In this scenario the attacker gathers an overwhelming amount of what they think is high quality intelligence. Usually their problem is too little intelligence. They’ll blindly launch attacks against accounts, plugins, and themes that don’t exist, so the exploits will never work.

 

Turn up the heat

There are lasting benefits to misleading the adversary into thinking that they succeeded in gathering quality intelligence. They move on to step 2 of their attack without knowing they already failed in step 1.

Building upon our example, if they use the “discovered” usernames to attempt to gain access themselves they will hit a wall when the credentials don’t work no matter how many passwords they try. At this point they may think that there is a bug in their tools or maybe the administrator is onto them already. They wouldn’t think to question whether the discovered usernames even exist. That’s inconceivable, because it’s never been something they’d have questioned before.

This is a much longer, taxing feedback loop and the attackers don’t know where in the process things went wrong. They will become frustrated and start to make mistakes in their attempts to rectify this, becoming increasingly noisy, reckless, and easier to detect for traditional security defenses. This brings their stealthy efforts to the surface. Otherwise, this intelligence gathering activity could have gone under the radar and the attack executed with incredible precision.

 

Security through obscurity

At this point some readers are probably asking themselves “Isn’t this just security through obscurity?” No, there’s a subtle but important difference that can be distilled down to:

  • Security through obscurity is denying information to the adversary
  • Information warfare is supplying false, but believable information to the adversary

By leveraging cyber intent, we get them to make decisions against their own interest without being aware.

 

Tactics, Techniques, and Procedures (TTPs)

David J Bianco’s concept of the Pyramid of Pain is hyper relevant here. If we use his Pyramid as a guide, exploiting cyber intent for pre-attack protection allows us to defend at the most elite level: Tactics, Techniques, and Procedures (TTPs).

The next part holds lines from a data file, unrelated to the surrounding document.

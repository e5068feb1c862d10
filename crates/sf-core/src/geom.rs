//! Integer 2D geometry for the workflow canvas.
//!
//! The canvas lives in an integer coordinate space (host widgets are placed
//! on whole pixels). Intersection math runs in `f64` and results are brought
//! back to `i32` the same way everywhere: truncation for line/border
//! intersections, rounding for perpendicular offsets.

/// A point on the canvas.
#[derive(Debug, Clone, Copy, PartialEq, Eq, Default, Hash)]
pub struct Point {
    pub x: i32,
    pub y: i32,
}

impl Point {
    pub fn new(x: i32, y: i32) -> Self {
        Self { x, y }
    }

    /// Re-express this point relative to `origin` (local frame coordinates).
    pub fn relative_to(self, origin: Point) -> Point {
        Point::new(self.x - origin.x, self.y - origin.y)
    }
}

/// Extent of a node or canvas.
#[derive(Debug, Clone, Copy, PartialEq, Eq, Default, Hash)]
pub struct Size {
    pub width: i32,
    pub height: i32,
}

impl Size {
    pub fn new(width: i32, height: i32) -> Self {
        Self { width, height }
    }
}

/// Axis-aligned rectangle from a top-left origin.
#[derive(Debug, Clone, Copy, PartialEq, Eq, Default)]
pub struct Rect {
    pub origin: Point,
    pub size: Size,
}

impl Rect {
    pub fn new(origin: Point, size: Size) -> Self {
        Self { origin, size }
    }

    /// Center point, truncated to the integer grid.
    pub fn center(&self) -> Point {
        Point::new(
            self.origin.x + self.size.width / 2,
            self.origin.y + self.size.height / 2,
        )
    }

    /// Inclusive containment test (border points count as inside).
    pub fn contains(&self, p: Point) -> bool {
        p.x >= self.origin.x
            && p.y >= self.origin.y
            && p.x <= self.origin.x + self.size.width
            && p.y <= self.origin.y + self.size.height
    }
}

/// Point where the straight line from `c1` to the target center `c2` crosses
/// the target rectangle's border, so a connector stops at the border instead
/// of running to the center.
///
/// The target rectangle spans `c2 ± (hw, hh)`. Edges are tested in fixed
/// precedence order (top, bottom, left, right); the first edge whose
/// intersection lies both within the segment's bounding box and within the
/// rectangle wins. If no edge qualifies (e.g. `c1 == c2`), `c2` is returned
/// unchanged.
pub fn clip_to_border(c1: Point, c2: Point, hw: f64, hh: f64) -> Point {
    let (x1, y1) = (c1.x as f64, c1.y as f64);
    let (x2, y2) = (c2.x as f64, c2.y as f64);

    let in_target = |x: f64, y: f64| -> bool {
        x >= x2 - hw && x <= x2 + hw && y >= y2 - hh && y <= y2 + hh
    };

    // Horizontal edges: fix y, solve for x.
    for y in [y2 - hh, y2 + hh] {
        if y >= y1.min(y2) && y <= y1.max(y2) {
            if let Some(x) = solve_x(x1, y1, x2, y2, y) {
                if in_target(x, y) {
                    return Point::new(x as i32, y as i32);
                }
            }
        }
    }

    // Vertical edges: fix x, solve for y.
    for x in [x2 - hw, x2 + hw] {
        if x >= x1.min(x2) && x <= x1.max(x2) {
            if let Some(y) = solve_y(x1, y1, x2, y2, x) {
                if in_target(x, y) {
                    return Point::new(x as i32, y as i32);
                }
            }
        }
    }

    c2
}

/// x coordinate on the line through (x1,y1)-(x2,y2) at height `y`.
/// Vertical lines answer `x1` directly; horizontal lines have no answer.
fn solve_x(x1: f64, y1: f64, x2: f64, y2: f64, y: f64) -> Option<f64> {
    if x1 == x2 {
        return Some(x1);
    }
    if y1 == y2 {
        return None;
    }
    let k = (y2 - y1) / (x2 - x1);
    let b = y1 - k * x1;
    Some((y - b) / k)
}

/// y coordinate on the line through (x1,y1)-(x2,y2) at `x`.
/// Horizontal lines answer `y1` directly; vertical lines have no answer.
fn solve_y(x1: f64, y1: f64, x2: f64, y2: f64, x: f64) -> Option<f64> {
    if x1 == x2 {
        return None;
    }
    if y1 == y2 {
        return Some(y1);
    }
    let k = (y2 - y1) / (x2 - x1);
    let b = y1 - k * x1;
    Some(k * x + b)
}

/// Closed quadrilateral (5 points, last = first) forming a band of half-width
/// `margin` around the segment `p1`-`p2`. Used as a connector's hit-test and
/// paint-clip region.
///
/// Axis-aligned segments shift purely in one coordinate, with the sign taken
/// from the direction of travel, so exactly horizontal/vertical lines don't
/// suffer trigonometric rounding. The general case offsets both endpoints
/// along the perpendicular computed from `atan(dy/dx)`.
pub fn offset_polygon(p1: Point, p2: Point, margin: i32) -> [Point; 5] {
    let (a1, a2) = parallel_points(p1, p2, margin);
    let (b1, b2) = parallel_points(p1, p2, -margin);
    [a1, a2, b2, b1, a1]
}

fn parallel_points(p1: Point, p2: Point, direction: i32) -> (Point, Point) {
    let mut out1 = p1;
    let mut out2 = p2;

    if p1.y == p2.y {
        let inc = if p1.x < p2.x { 1 } else { -1 };
        out1.y = p1.y - direction * inc;
        out2.y = p2.y - direction * inc;
    } else if p1.x == p2.x {
        let inc = if p1.y < p2.y { -1 } else { 1 };
        out1.x = p1.x - direction * inc;
        out2.x = p2.x - direction * inc;
    } else {
        let inc = if p1.x < p2.x { 1 } else { -1 };
        let theta = (-((p2.y - p1.y) as f64) / ((p2.x - p1.x) as f64)).atan();
        let dx = ((direction as f64) * theta.sin()).round() as i32 * inc;
        let dy = ((direction as f64) * theta.cos()).round() as i32 * inc;
        out1.x = p1.x - dx;
        out1.y = p1.y - dy;
        out2.x = p2.x - dx;
        out2.y = p2.y - dy;
    }

    (out1, out2)
}

/// Minimal frame enclosing the segment `p1`-`p2` plus `margin` on every side.
///
/// Endpoints re-expressed relative to the returned origin become the local
/// draw coordinates inside the frame.
pub fn bounding_frame(p1: Point, p2: Point, margin: i32) -> (Point, Size) {
    let origin = Point::new(p1.x.min(p2.x) - margin, p1.y.min(p2.y) - margin);
    let size = Size::new(
        (p1.x - p2.x).abs() + 2 * margin,
        (p1.y - p2.y).abs() + 2 * margin,
    );
    (origin, size)
}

“When you detect and respond at this level, you are operating directly on adversary behaviors, not against their tools. From a pure effectiveness standpoint, this level is your ideal.... you force them to do the most time-consuming thing possible: learn new behaviors.” David writes on his site detect-respond.blogspot.com.

Eventually the repeated disruptions will make the adversary reinvent themselves or give up completely.

 

The cybercriminal economy

Let’s take a step back to see the big picture and how this could undermine the cybercriminal economy using just our credential discovery example. If the attacker is in the business of selling stolen credentials then there are potential long-term consequences to their reputation, and by extension, revenue. Like any business, reputation matters. When an esteemed underground seller starts selling degraded information, their customers will begin to desert them.

This presents two threats to their business overall: obviously the first is immediate and is the lost revenue, but the second is more insidious, and is cost. To gain customer trust back the seller needs to better validate the information they are trying to sell. They may never have had to do this before because the stolen credentials just worked. Now they need to figure out what to do to continue the profitable operations to which they are accustomed. If they have to go back and somehow recheck every stolen credential they are trying to sell, this consumes time and money. Eventually time or money are exhausted, and it is no longer feasible to harvest and sell credentials, and their business collapses.

Disrupting the cybercriminal economy is the long game. But you can benefit immediately by building a cyber intent strategy. Start using cyber intent today to Deny, Disinform, and Document attacks right from their beginning.